PostgreSQL 9.5 新特性 高斯(正态)分布和指数分布 数据生成器

本文涉及的产品
RDS PostgreSQL Serverless,0.5-4RCU 50GB 3个月
推荐场景:
对影评进行热评分析
云原生数据库 PolarDB 分布式版,标准版 2核8GB
RDS MySQL Serverless 基础系列,0.5-2RCU 50GB
简介:

PostgreSQL 9.5 对pgbench的功能增强。

  • Allow counting of pgbench transactions that take over a specified amount of time (Fabien Coelho)

    This is controlled by new --latency-limit option.

  • Allow pgbench to generate Gaussian/exponential distributions using \setrandom (Kondo Mitsumasa, Fabien Coelho)

  • Allow pgbench's \set command to handle multi-operator expressions (Robert Haas, Fabien Coelho)

1. 允许在\set中使用更复杂的表达式(正负,加 减 乘 除 余,括号)。

\set varname expression
Sets variable varname to an integer value calculated from expression.

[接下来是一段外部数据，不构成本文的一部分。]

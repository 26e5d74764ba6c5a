use lildb::errors::ErrorKind;
use lildb::{doc, Value};
use lildb_int_test::test_util::{cleanup, create_test_context, create_test_docs, run_test};

#[test]
fn test_insert_empty_document() {
    run_test(
        || create_test_context(),
        |ctx| {
            let inserted = ctx.db().insert(doc! {})?;
            assert_eq!(inserted.len(), 1);
            assert_eq!(inserted[0].size(), 1);
            assert!(inserted[0].get("_id").map(|v| v.is_string()).unwrap_or(false));
            Ok(())
        },
        |ctx| cleanup(ctx),
    )
}

#[test]
fn test_insert_many_keeps_order() {
    run_test(
        || create_test_context(),
        |ctx| {
            let db = ctx.db();
            let inserted = db.insert(create_test_docs())?;
            assert_eq!(inserted.len(), 3);

            let ids: Vec<_> = db
                .all_documents()
                .iter()
                .map(|d| d.get("_id").and_then(|v| v.as_string()).cloned())
                .collect();
            assert_eq!(
                ids,
                vec![Some("p1".to_string()), Some("p2".to_string()), Some("p3".to_string())]
            );
            Ok(())
        },
        |ctx| cleanup(ctx),
    )
}

#[test]
fn test_generated_ids_are_unique() {
    run_test(
        || create_test_context(),
        |ctx| {
            let db = ctx.db();
            let docs: Vec<_> = (0..200).map(|i| doc! { n: i }).collect();
            db.insert(docs)?;

            let mut ids: Vec<String> = db
                .all_documents()
                .iter()
                .filter_map(|d| d.get("_id").and_then(|v| v.as_string()).cloned())
                .collect();
            assert!(ids.iter().all(|id| id.len() == 32));
            ids.sort();
            ids.dedup();
            assert_eq!(ids.len(), 200);
            Ok(())
        },
        |ctx| cleanup(ctx),
    )
}

#[test]
fn test_insert_duplicate_id_rejects_whole_batch() {
    run_test(
        || create_test_context(),
        |ctx| {
            let db = ctx.db();
            db.insert(doc! { _id: "a" })?;

            let err = db
                .insert(vec![doc! { _id: "b" }, doc! { _id: "a" }])
                .unwrap_err();
            assert_eq!(err.kind(), &ErrorKind::DuplicateId);
            assert_eq!(db.count(), 1);
            assert!(db.get_by_id("b").is_none());

            let err = db
                .insert(vec![doc! { _id: "c" }, doc! { _id: "c" }])
                .unwrap_err();
            assert_eq!(err.kind(), &ErrorKind::DuplicateId);
            assert_eq!(db.count(), 1);
            Ok(())
        },
        |ctx| cleanup(ctx),
    )
}

#[test]
fn test_insert_non_string_id() {
    run_test(
        || create_test_context(),
        |ctx| {
            let err = ctx.db().insert(doc! { _id: 42 }).unwrap_err();
            assert_eq!(err.kind(), &ErrorKind::InvalidId);
            Ok(())
        },
        |ctx| cleanup(ctx),
    )
}

#[test]
fn test_insert_invalid_data() {
    run_test(
        || create_test_context(),
        |ctx| {
            let db = ctx.db();
            assert_eq!(db.insert(Value::Null).unwrap_err().kind(), &ErrorKind::InvalidDataType);
            assert_eq!(
                db.insert(vec![Value::from(1), Value::from(2)]).unwrap_err().kind(),
                &ErrorKind::InvalidDataType
            );
            assert_eq!(db.count(), 0);
            assert!(!db.is_dirty());
            Ok(())
        },
        |ctx| cleanup(ctx),
    )
}

#[test]
fn test_upsert_replaces_existing() {
    run_test(
        || create_test_context(),
        |ctx| {
            let db = ctx.db();
            db.insert(create_test_docs())?;
            db.upsert(vec![doc! { _id: "p1", first_name: "changed" }, doc! { _id: "p4" }])?;

            assert_eq!(db.count(), 4);
            let p1 = db.get_by_id("p1").unwrap();
            assert_eq!(p1, doc! { _id: "p1", first_name: "changed" });
            assert!(p1.get("age").is_none());
            Ok(())
        },
        |ctx| cleanup(ctx),
    )
}

#[test]
fn test_inserted_documents_are_copies() {
    run_test(
        || create_test_context(),
        |ctx| {
            let db = ctx.db();
            let mut inserted = db.insert(doc! { _id: "a", n: 1 })?;
            inserted[0].put("n", 2)?;
            assert_eq!(db.get_by_id("a").unwrap().get("n"), Some(&Value::from(1)));
            Ok(())
        },
        |ctx| cleanup(ctx),
    )
}
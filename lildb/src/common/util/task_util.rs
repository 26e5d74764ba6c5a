use crate::errors::{ErrorKind, LilDbError, LilDbResult};
use parking_lot::Mutex;
use std::time::Duration;
use timer::{Guard, Timer};

/// Handle to a task running on a fixed interval.
///
/// The task runs on the handle's own timer thread. It stops when [ScheduledTask::cancel]
/// is called or when the handle is dropped.
pub struct ScheduledTask {
    guard: Mutex<Option<Guard>>,
    // keeps the timer thread alive for as long as the guard
    _timer: Timer,
}

impl ScheduledTask {
    /// Stops the task. Calling it again has no effect.
    pub fn cancel(&self) {
        self.guard.lock().take();
    }

    pub fn is_cancelled(&self) -> bool {
        self.guard.lock().is_none()
    }
}

impl Drop for ScheduledTask {
    fn drop(&mut self) {
        self.cancel();
    }
}

/// Schedules `f` to run every `interval`, first after one interval has elapsed.
///
/// # Errors
///
/// Returns [ErrorKind::InvalidOperation] for a zero interval or one too large to be
/// represented by the timer.
pub fn schedule_repeating<F>(interval: Duration, f: F) -> LilDbResult<ScheduledTask>
where
    F: 'static + FnMut() + Send,
{
    if interval.is_zero() {
        log::error!("Scheduled task interval must be greater than zero");
        return Err(LilDbError::new(
            "Scheduled task interval must be greater than zero",
            ErrorKind::InvalidOperation,
        ));
    }

    match chrono::Duration::from_std(interval) {
        Ok(chrono_duration) => {
            let timer = Timer::new();
            let guard = timer.schedule_repeating(chrono_duration, f);
            Ok(ScheduledTask {
                guard: Mutex::new(Some(guard)),
                _timer: timer,
            })
        }
        Err(e) => {
            log::error!("Failed to convert duration to chrono::Duration: {}", e);
            Err(LilDbError::new(
                &format!("Invalid task interval: {}", e),
                ErrorKind::InvalidOperation,
            ))
        }
    }
}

The expression may contain integer constants such as 5432, references to variables :variablename, and expressions composed of unary (-) or binary operators (+, -, *, /, %) with their usual associativity, and parentheses.

Examples:
\set ntellers 10 * :scale
\set aid (1021 * :ntellers) % (100000 * :scale) + 1


2. 允许设置--latency-limit,执行时间超过限制的SQL将分开统计和显示为late,与--rate同时使用时,超出限制并且未发送到数据库执行的SQL记为skipped。

-L limit
--latency-limit=limit
Transaction which last more than limit milliseconds are counted and reported separately, as late.

When throttling is used (--rate=...), transactions that lag behind schedule by more than limit ms, and thus have no hope of meeting the latency limit, are not sent to the server at all. They are counted and reported separately as skipped.

-R rate
--rate=rate
Execute transactions targeting the specified rate instead of running as fast as possible (the default). The rate is given in transactions per second. If the targeted rate is above the maximum possible rate, the rate limit won't impact the results.

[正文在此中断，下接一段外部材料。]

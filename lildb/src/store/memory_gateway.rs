use super::{read_documents, PersistenceProvider};
use crate::collection::Document;
use crate::errors::LilDbResult;
use parking_lot::RwLock;
use std::sync::Arc;

/// Keeps the persisted collection in memory, as the JSON lines a [super::JsonlGateway]
/// would write.
///
/// Clones share the same buffer, so a test can hand one clone to a store and inspect
/// what was persisted through another.
#[derive(Clone, Debug, Default)]
pub struct MemoryGateway {
    lines: Arc<RwLock<Option<Vec<String>>>>,
}

impl MemoryGateway {
    /// Creates a gateway with no stored collection yet.
    pub fn new() -> Self {
        MemoryGateway::default()
    }

    /// Creates a gateway that already holds the given JSON lines.
    pub fn with_lines<I, S>(lines: I) -> Self
    where
        I: IntoIterator<Item = S>,
        S: Into<String>,
    {
        MemoryGateway {
            lines: Arc::new(RwLock::new(Some(lines.into_iter().map(|l| l.into()).collect()))),
        }
    }

    /// The stored lines, or `None` if nothing has been persisted.
    pub fn lines(&self) -> Option<Vec<String>> {
        self.lines.read().clone()
    }
}

impl PersistenceProvider for MemoryGateway {
    fn exists(&self) -> LilDbResult<bool> {
        Ok(self.lines.read().is_some())
    }

    fn load_all(&self) -> LilDbResult<Vec<Document>> {
        match self.lines.read().as_ref() {
            Some(lines) => read_documents(lines.join("\n").as_bytes()),
            None => Ok(Vec::new()),
        }
    }

    fn persist_all(&self, documents: &[&Document]) -> LilDbResult<()> {
        let mut lines = Vec::with_capacity(documents.len());
        for document in documents {
            lines.push(serde_json::to_string(document)?);
        }
        *self.lines.write() = Some(lines);
        Ok(())
    }

    fn location(&self) -> String {
        "memory".to_string()
    }
}
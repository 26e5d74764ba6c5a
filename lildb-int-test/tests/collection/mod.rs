mod find_test;
mod insert_test;
mod query_shape_test;
mod remove_test;
mod update_test;
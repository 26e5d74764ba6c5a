use crate::collection::Document;
use crate::common::{FieldPath, Value};
use crate::errors::{ErrorKind, LilDbError, LilDbResult};

/// Selects and renames fields of matched documents.
///
/// A projection maps output field names to source field paths. The projected record
/// holds only the output fields, in projection order; a source path that does not
/// resolve produces `null`.
///
/// # Examples
///
/// ```rust
/// use lildb::common::stream::Projection;
/// use lildb::doc;
///
/// let projection = Projection::new().field("city", "address.city").field("name", "name");
/// let record = projection.apply(&doc! { "name": "Ann", "address": { "city": "Oslo" }, "age": 40 });
/// assert_eq!(record, doc! { "city": "Oslo", "name": "Ann" });
/// ```
#[derive(Clone, Debug, Default, PartialEq)]
pub struct Projection {
    fields: Vec<(String, FieldPath)>,
}

impl Projection {
    pub fn new() -> Self {
        Projection { fields: Vec::new() }
    }

    /// Adds an output field read from `source`.
    pub fn field(mut self, output: &str, source: impl Into<FieldPath>) -> Self {
        self.fields.push((output.to_string(), source.into()));
        self
    }

    /// Builds a projection from a document of `output -> source path` entries.
    ///
    /// A source path is either a separator-delimited string or an array of segment
    /// strings.
    ///
    /// # Errors
    ///
    /// Returns [ErrorKind::InvalidQuery] if any entry is not a path.
    pub fn from_document(mapping: &Document) -> LilDbResult<Self> {
        let mut projection = Projection::new();
        for (output, source) in mapping.iter() {
            let path = match source {
                Value::String(path) => FieldPath::parse(path),
                Value::Array(segments) => {
                    let mut parts = Vec::with_capacity(segments.len());
                    for segment in segments {
                        match segment.as_string() {
                            Some(s) => parts.push(s.clone()),
                            None => return Err(invalid_projection(output, source)),
                        }
                    }
                    FieldPath::from_segments(parts)
                }
                _ => return Err(invalid_projection(output, source)),
            };
            projection.fields.push((output.clone(), path));
        }
        Ok(projection)
    }

    pub fn is_empty(&self) -> bool {
        self.fields.is_empty()
    }

    pub fn fields(&self) -> &[(String, FieldPath)] {
        &self.fields
    }

    /// Projects a single document into a new, independent record.
    pub fn apply(&self, document: &Document) -> Document {
        let mut projected = Document::new();
        for (output, source) in self.fields.iter() {
            let value = source.resolve(document).cloned().unwrap_or(Value::Null);
            projected.put_field(output.clone(), value);
        }
        projected
    }
}

fn invalid_projection(output: &str, source: &Value) -> LilDbError {
    log::error!("Invalid projection for {}: {} is not a field path", output, source);
    LilDbError::new(
        &format!(
            "Invalid query. Projection of {} must be a field path, found {}",
            output,
            source.type_name()
        ),
        ErrorKind::InvalidQuery,
    )
}

impl TryFrom<Document> for Projection {
    type Error = LilDbError;

    fn try_from(value: Document) -> Result<Self, Self::Error> {
        Projection::from_document(&value)
    }
}

impl TryFrom<&Document> for Projection {
    type Error = LilDbError;

    fn try_from(value: &Document) -> Result<Self, Self::Error> {
        Projection::from_document(value)
    }
}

The rate is targeted by starting transactions along a Poisson-distributed schedule time line. The expected start time schedule moves forward based on when the client first started, not when the previous transaction ended. That approach means that when transactions go past their original scheduled end time, it is possible for later ones to catch up again.

When throttling is active, the transaction latency reported at the end of the run is calculated from the scheduled start times, so it includes the time each transaction had to wait for the previous transaction to finish. The wait time is called the schedule lag time, and its average and maximum are also reported separately. The transaction latency with respect to the actual transaction start time, i.e. the time spent executing the transaction in the database, can be computed by subtracting the schedule lag time from the reported latency.

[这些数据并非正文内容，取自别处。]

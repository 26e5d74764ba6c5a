use crate::collection::operation::{
    into_documents, DocumentMap, IdPolicy, ReadOperations, WriteOperations,
};
use crate::collection::{Document, FindOptions, QueryResult, StoreEvent, StoreEventListener};
use crate::common::{schedule_repeating, ScheduledTask, Value};
use crate::errors::{ErrorKind, LilDbError, LilDbResult};
use crate::filter::{IntoFilter, QueryParser};
use crate::lildb_builder::LilDbBuilder;
use crate::lildb_config::LilDbConfig;
use crate::store::{JsonlGateway, PersistenceGateway, PersistenceProvider};
use chrono::{DateTime, Utc};
use parking_lot::{Mutex, RwLock};
use std::fmt::Debug;
use std::path::PathBuf;
use std::sync::atomic::{AtomicBool, Ordering};
use std::sync::{Arc, Weak};

/// An embedded JSON document store.
///
/// `LilDb` keeps one collection of schema-less documents in memory and mirrors it to
/// a JSON Lines file. Documents are selected with query documents or fluent filters,
/// and every document returned is an independent copy.
///
/// `LilDb` uses the PIMPL pattern: clones are cheap and share the same collection, so
/// a store can be handed to other threads. Each operation holds the collection lock
/// for its whole read-modify-write.
///
/// # Examples
///
/// ```rust
/// use lildb::{doc, LilDb};
/// use lildb::collection::FindOptions;
///
/// let db = LilDb::new();
/// db.insert(vec![doc! { "name": "John", "age": 30 }, doc! { "name": "Jane", "age": 25 }]).unwrap();
///
/// let adults = db.find(doc! { "$gte": { "age": 18 } }).unwrap();
/// assert_eq!(adults.len(), 2);
///
/// let sorted = db.query(doc! {}, &FindOptions::new().sort_asc("age")).unwrap();
/// assert_eq!(sorted.documents().unwrap()[0].get("name").unwrap().as_string().unwrap(), "Jane");
/// ```
#[derive(Clone)]
pub struct LilDb {
    inner: Arc<LilDbInner>,
}

impl LilDb {
    /// Creates a builder to configure and open a store.
    pub fn builder() -> LilDbBuilder {
        LilDbBuilder::new()
    }

    /// Creates an empty in-memory store with no backing file.
    pub fn new() -> Self {
        LilDb {
            inner: Arc::new(LilDbInner::new(LilDbConfig::new())),
        }
    }

    /// Opens the store backed by the JSON Lines file at `path`, creating the file if it
    /// does not exist yet.
    pub fn connect(path: impl Into<PathBuf>) -> LilDbResult<Self> {
        LilDb::builder().file_path(path).open()
    }

    pub(crate) fn open(config: LilDbConfig) -> LilDbResult<Self> {
        let auto_save = config.auto_save();
        let db = LilDb {
            inner: Arc::new(LilDbInner::new(config)),
        };
        db.inner.connect()?;

        if let Some(interval) = auto_save {
            if db.inner.gateway.read().is_none() {
                log::error!("Autosave requires a backing file");
                return Err(LilDbError::new(
                    "Autosave requires a backing file",
                    ErrorKind::NoBackingFile,
                ));
            }
            let weak: Weak<LilDbInner> = Arc::downgrade(&db.inner);
            let task = schedule_repeating(interval, move || {
                if let Some(inner) = weak.upgrade() {
                    inner.auto_save();
                }
            })?;
            *db.inner.auto_save.lock() = Some(task);
        }
        Ok(db)
    }

    /// Inserts a document or an array of documents and returns copies of what was
    /// stored, ids included.
    ///
    /// # Errors
    ///
    /// * [ErrorKind::InvalidDataType] - `data` is not a document or an array of documents
    /// * [ErrorKind::InvalidId] - an id is present but is not a string
    /// * [ErrorKind::DuplicateId] - an id already exists or repeats within the batch
    ///
    /// Nothing is inserted when any document is rejected.
    pub fn insert(&self, data: impl Into<Value>) -> LilDbResult<Vec<Document>> {
        self.inner.insert(data.into())
    }

    /// Like [LilDb::insert], but a document whose id already exists replaces the
    /// stored one.
    pub fn upsert(&self, data: impl Into<Value>) -> LilDbResult<Vec<Document>> {
        self.inner.upsert(data.into())
    }

    /// Runs a query and shapes the matches with `options`.
    ///
    /// `query` is a query document or a [crate::filter::Filter].
    pub fn query(&self, query: impl IntoFilter, options: &FindOptions) -> LilDbResult<QueryResult> {
        self.inner.query(query, options)
    }

    /// Runs a query without sorting, grouping or projection.
    pub fn find(&self, query: impl IntoFilter) -> LilDbResult<Vec<Document>> {
        Ok(self.inner.query(query, &FindOptions::new())?.into_documents())
    }

    /// Deep-merges `patch` into every matching document and returns the matched
    /// documents after the merge.
    pub fn update(&self, query: impl IntoFilter, patch: Document) -> LilDbResult<Vec<Document>> {
        self.inner.update(query, patch)
    }

    /// Removes every matching document and returns the removed documents.
    pub fn remove(&self, query: impl IntoFilter) -> LilDbResult<Vec<Document>> {
        self.inner.remove(query)
    }

    /// Number of documents in the collection.
    pub fn count(&self) -> usize {
        self.inner.documents.read().len()
    }

    pub fn get_by_id(&self, id: &str) -> Option<Document> {
        ReadOperations::new(&self.inner.documents.read()).get_by_id(id)
    }

    /// Copies of every document, in insertion order.
    pub fn all_documents(&self) -> Vec<Document> {
        ReadOperations::new(&self.inner.documents.read()).all()
    }

    /// Whether the collection changed since it was last persisted.
    pub fn is_dirty(&self) -> bool {
        self.inner.dirty.load(Ordering::SeqCst)
    }

    /// When the collection was last written to its backing file.
    pub fn last_saved(&self) -> Option<DateTime<Utc>> {
        *self.inner.last_saved.read()
    }

    /// Where the collection is persisted, if anywhere.
    pub fn location(&self) -> Option<String> {
        self.inner.gateway.read().as_ref().map(|g| g.location())
    }

    /// Writes the collection to its backing file if it changed since the last write.
    ///
    /// Returns whether anything was written.
    ///
    /// # Errors
    ///
    /// Returns [ErrorKind::NoBackingFile] if the store has no backing file, or the
    /// persistence error. A failed write leaves the store dirty.
    pub fn save(&self) -> LilDbResult<bool> {
        self.inner.save()
    }

    /// Writes the collection to `path` and makes it the backing file.
    ///
    /// # Errors
    ///
    /// Returns [ErrorKind::FileExists] if `path` exists and `overwrite` is false. The
    /// backing file is unchanged in that case.
    pub fn save_as(&self, path: impl Into<PathBuf>, overwrite: bool) -> LilDbResult<()> {
        self.inner.save_as(path.into(), overwrite)
    }

    /// Stops autosave and writes pending changes. Calling it again has no further
    /// effect.
    pub fn close(&self) -> LilDbResult<()> {
        self.inner.close()
    }

    /// Replaces the listener receiving [StoreEvent]s.
    pub fn set_log_listener(&self, listener: StoreEventListener) {
        *self.inner.listener.write() = Some(listener);
    }

    pub fn config(&self) -> &LilDbConfig {
        &self.inner.config
    }
}

impl Default for LilDb {
    fn default() -> Self {
        Self::new()
    }
}

impl Debug for LilDb {
    fn fmt(&self, f: &mut std::fmt::Formatter<'_>) -> std::fmt::Result {
        f.debug_struct("LilDb")
            .field("count", &self.count())
            .field("location", &self.location())
            .field("dirty", &self.is_dirty())
            .finish()
    }
}

struct LilDbInner {
    config: LilDbConfig,
    parser: QueryParser,
    id_policy: IdPolicy,
    documents: RwLock<DocumentMap>,
    dirty: AtomicBool,
    gateway: RwLock<Option<PersistenceGateway>>,
    listener: RwLock<Option<StoreEventListener>>,
    last_saved: RwLock<Option<DateTime<Utc>>>,
    auto_save: Mutex<Option<ScheduledTask>>,
}

impl LilDbInner {
    fn new(config: LilDbConfig) -> Self {
        LilDbInner {
            parser: config.query_parser(),
            id_policy: config.id_policy(),
            documents: RwLock::new(DocumentMap::new()),
            dirty: AtomicBool::new(false),
            gateway: RwLock::new(config.persistence_gateway()),
            listener: RwLock::new(config.listener().cloned()),
            last_saved: RwLock::new(None),
            auto_save: Mutex::new(None),
            config,
        }
    }

    fn connect(&self) -> LilDbResult<()> {
        let Some(gateway) = self.gateway.read().clone() else {
            return Ok(());
        };

        let mut normalized = false;
        if gateway.exists()? {
            let loaded = gateway.load_all()?;
            let line_count = loaded.len();
            let missing_ids = loaded.iter().any(|doc| !self.has_valid_id(doc));

            let mut documents = self.documents.write();
            WriteOperations::new(&mut documents, &self.id_policy).upsert(loaded)?;
            // generated ids and collapsed duplicates must reach the file
            normalized = missing_ids || documents.len() != line_count;
            log::debug!("Loaded {} documents from {}", documents.len(), gateway.location());
        } else {
            log::debug!("Creating backing file {}", gateway.location());
            gateway.persist_all(&[])?;
            *self.last_saved.write() = Some(Utc::now());
        }

        self.dirty.store(normalized, Ordering::SeqCst);
        self.notify(StoreEvent::loaded());
        Ok(())
    }

    fn insert(&self, data: Value) -> LilDbResult<Vec<Document>> {
        let documents = into_documents(data)?;
        let mut collection = self.documents.write();
        let result = WriteOperations::new(&mut collection, &self.id_policy).insert(documents)?;
        self.mark_dirty(result.changed());
        Ok(result.into_documents())
    }

    fn upsert(&self, data: Value) -> LilDbResult<Vec<Document>> {
        let documents = into_documents(data)?;
        let mut collection = self.documents.write();
        let result = WriteOperations::new(&mut collection, &self.id_policy).upsert(documents)?;
        self.mark_dirty(result.changed());
        Ok(result.into_documents())
    }

    fn query(&self, query: impl IntoFilter, options: &FindOptions) -> LilDbResult<QueryResult> {
        let filter = query.into_filter(&self.parser)?;
        let collection = self.documents.read();
        Ok(ReadOperations::new(&collection).find(&filter, options))
    }

    fn update(&self, query: impl IntoFilter, patch: Document) -> LilDbResult<Vec<Document>> {
        let filter = query.into_filter(&self.parser)?;
        let mut collection = self.documents.write();
        let result = WriteOperations::new(&mut collection, &self.id_policy).update(&filter, &patch);
        self.mark_dirty(result.changed());
        Ok(result.into_documents())
    }

    fn remove(&self, query: impl IntoFilter) -> LilDbResult<Vec<Document>> {
        let filter = query.into_filter(&self.parser)?;
        let mut collection = self.documents.write();
        let result = WriteOperations::new(&mut collection, &self.id_policy).remove(&filter);
        self.mark_dirty(result.changed());
        Ok(result.into_documents())
    }

    // must be called with the collection write lock held
    #[inline]
    fn mark_dirty(&self, changed: bool) {
        if changed {
            self.dirty.store(true, Ordering::SeqCst);
        }
    }

    fn has_valid_id(&self, document: &Document) -> bool {
        matches!(
            document.get_field(&self.id_policy.id_field),
            Some(Value::String(id)) if !id.is_empty()
        )
    }

    fn save(&self) -> LilDbResult<bool> {
        let Some(gateway) = self.gateway.read().clone() else {
            log::error!("Cannot save, no backing file configured");
            return Err(LilDbError::new(
                "No backing file configured",
                ErrorKind::NoBackingFile,
            ));
        };

        // the read lock keeps writers out between clearing the flag and persisting
        let collection = self.documents.read();
        if !self.dirty.swap(false, Ordering::SeqCst) {
            return Ok(false);
        }

        let snapshot: Vec<&Document> = collection.values().collect();
        match gateway.persist_all(&snapshot) {
            Ok(()) => {
                *self.last_saved.write() = Some(Utc::now());
                Ok(true)
            }
            Err(e) => {
                log::error!("Failed to save to {}: {}", gateway.location(), e);
                self.dirty.store(true, Ordering::SeqCst);
                Err(e)
            }
        }
    }

    fn save_as(&self, path: PathBuf, overwrite: bool) -> LilDbResult<()> {
        let target = JsonlGateway::new(path);
        if !overwrite && target.exists()? {
            log::error!("File {} already exists", target.location());
            return Err(LilDbError::new(
                &format!("File exists: {}", target.location()),
                ErrorKind::FileExists,
            ));
        }

        let collection = self.documents.read();
        let was_dirty = self.dirty.swap(false, Ordering::SeqCst);
        let snapshot: Vec<&Document> = collection.values().collect();
        if let Err(e) = target.persist_all(&snapshot) {
            log::error!("Failed to save to {}: {}", target.location(), e);
            self.dirty.store(was_dirty, Ordering::SeqCst);
            return Err(e);
        }

        *self.last_saved.write() = Some(Utc::now());
        *self.gateway.write() = Some(PersistenceGateway::new(target));
        Ok(())
    }

    fn auto_save(&self) {
        match self.save() {
            Ok(true) => {
                let time = self.last_saved.read().unwrap_or_else(Utc::now);
                self.notify(StoreEvent::saved(time));
            }
            Ok(false) => {}
            Err(e) => {
                log::warn!("Autosave failed: {}", e);
                self.notify(StoreEvent::error(e.message()));
            }
        }
    }

    fn close(&self) -> LilDbResult<()> {
        if let Some(task) = self.auto_save.lock().take() {
            task.cancel();
        }
        if self.gateway.read().is_some() {
            self.save()?;
        }
        Ok(())
    }

    fn notify(&self, event: StoreEvent) {
        let listener = self.listener.read().clone();
        if let Some(listener) = listener {
            listener.notify(event);
        }
    }
}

If --latency-limit is used together with --rate, a transaction can lag behind so much that it is already over the latency limit when the previous transaction ends, because the latency is calculated from the scheduled start time. Such transactions are not sent to the server, but are skipped altogether and counted separately.

A high schedule lag time is an indication that the system cannot process transactions at the specified rate, with the chosen number of clients and threads. When the average transaction execution time is longer than the scheduled interval between each transaction, each successive transaction will fall further behind, and the schedule lag time will keep increasing the longer the test run is. When that happens, you will have to reduce the specified transaction rate.


3. 可以生成正态分布或指数分布的测试数据。

(原来只能生成概率一致的随机分布值)

\setrandom varname min max [ uniform | { gaussian | exponential } threshold ]
Sets variable varname to a random integer value between the limits min and max inclusive. Each limit can be either an integer constant or a :variablename reference to a variable having an integer value.

高斯分布(正态分布)的概率峰值出现在min,max的数学期望值即(max + min) / 2.0
67%的值分布在以min,max数学期望为中心的 1.0 / threshold 这个区间。
95%的值分布在min,max数学期望为中心的 2.0 / threshold 这个区间。
所以threshold越大,数据数据越集中在min,max的数学期望附近。

By default, or when uniform is specified, all values in the range are drawn with equal probability. Specifying gaussian or exponential options modifies this behavior; each requires a mandatory threshold which determines the precise shape of the distribution.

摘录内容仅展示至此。